### WHAT THE TASK REQUIRES
The answer must consist of each line below that holds the word "MarginRates", copied as it stands.

Collected data
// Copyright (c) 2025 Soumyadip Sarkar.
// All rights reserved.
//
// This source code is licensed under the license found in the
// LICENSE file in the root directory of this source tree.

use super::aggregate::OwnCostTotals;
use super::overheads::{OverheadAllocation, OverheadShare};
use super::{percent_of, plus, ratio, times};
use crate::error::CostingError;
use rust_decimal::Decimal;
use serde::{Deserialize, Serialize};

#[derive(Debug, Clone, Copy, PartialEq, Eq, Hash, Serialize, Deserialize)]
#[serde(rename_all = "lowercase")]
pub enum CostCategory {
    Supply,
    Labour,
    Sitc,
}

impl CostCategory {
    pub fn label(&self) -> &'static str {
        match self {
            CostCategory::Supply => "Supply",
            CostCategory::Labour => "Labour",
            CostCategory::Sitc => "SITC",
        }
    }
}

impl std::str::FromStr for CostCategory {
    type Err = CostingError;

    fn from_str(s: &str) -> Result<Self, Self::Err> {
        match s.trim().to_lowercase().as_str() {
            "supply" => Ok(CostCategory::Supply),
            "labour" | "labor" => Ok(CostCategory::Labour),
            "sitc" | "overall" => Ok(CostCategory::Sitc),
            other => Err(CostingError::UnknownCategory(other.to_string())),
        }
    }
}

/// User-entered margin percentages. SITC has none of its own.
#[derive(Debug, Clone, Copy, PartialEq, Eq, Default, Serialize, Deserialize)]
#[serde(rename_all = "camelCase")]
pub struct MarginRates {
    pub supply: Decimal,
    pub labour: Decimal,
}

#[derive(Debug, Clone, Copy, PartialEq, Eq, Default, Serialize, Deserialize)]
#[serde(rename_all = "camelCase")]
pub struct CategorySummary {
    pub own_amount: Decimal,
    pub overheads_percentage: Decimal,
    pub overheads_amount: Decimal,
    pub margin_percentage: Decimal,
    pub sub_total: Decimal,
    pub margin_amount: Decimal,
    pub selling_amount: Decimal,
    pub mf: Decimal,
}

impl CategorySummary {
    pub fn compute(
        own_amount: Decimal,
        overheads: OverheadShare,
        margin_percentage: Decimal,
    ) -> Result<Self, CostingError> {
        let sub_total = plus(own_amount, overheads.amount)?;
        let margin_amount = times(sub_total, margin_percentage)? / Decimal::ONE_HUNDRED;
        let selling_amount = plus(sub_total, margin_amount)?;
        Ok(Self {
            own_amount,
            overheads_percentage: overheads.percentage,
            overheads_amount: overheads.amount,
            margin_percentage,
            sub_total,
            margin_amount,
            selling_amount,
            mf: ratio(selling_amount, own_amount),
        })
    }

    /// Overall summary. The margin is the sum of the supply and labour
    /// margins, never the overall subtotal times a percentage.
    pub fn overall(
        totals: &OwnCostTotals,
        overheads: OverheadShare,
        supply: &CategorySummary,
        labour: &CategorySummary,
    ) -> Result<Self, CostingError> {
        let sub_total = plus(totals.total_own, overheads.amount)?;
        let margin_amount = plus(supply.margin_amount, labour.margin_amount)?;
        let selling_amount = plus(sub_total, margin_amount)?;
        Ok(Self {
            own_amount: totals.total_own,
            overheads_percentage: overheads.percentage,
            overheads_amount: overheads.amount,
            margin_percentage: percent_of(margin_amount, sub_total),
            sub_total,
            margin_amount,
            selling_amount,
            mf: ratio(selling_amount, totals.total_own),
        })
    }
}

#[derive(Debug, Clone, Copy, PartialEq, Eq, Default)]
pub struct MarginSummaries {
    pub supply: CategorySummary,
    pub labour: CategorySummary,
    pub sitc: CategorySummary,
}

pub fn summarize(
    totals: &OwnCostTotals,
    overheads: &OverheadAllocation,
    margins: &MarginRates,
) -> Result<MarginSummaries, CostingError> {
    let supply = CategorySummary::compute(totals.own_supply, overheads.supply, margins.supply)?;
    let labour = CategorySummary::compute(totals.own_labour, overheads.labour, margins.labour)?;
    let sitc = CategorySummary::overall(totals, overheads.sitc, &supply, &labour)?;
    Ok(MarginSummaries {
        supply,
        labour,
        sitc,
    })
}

### ANSWER SECTION
pub struct MarginRates {
    margins: &MarginRates,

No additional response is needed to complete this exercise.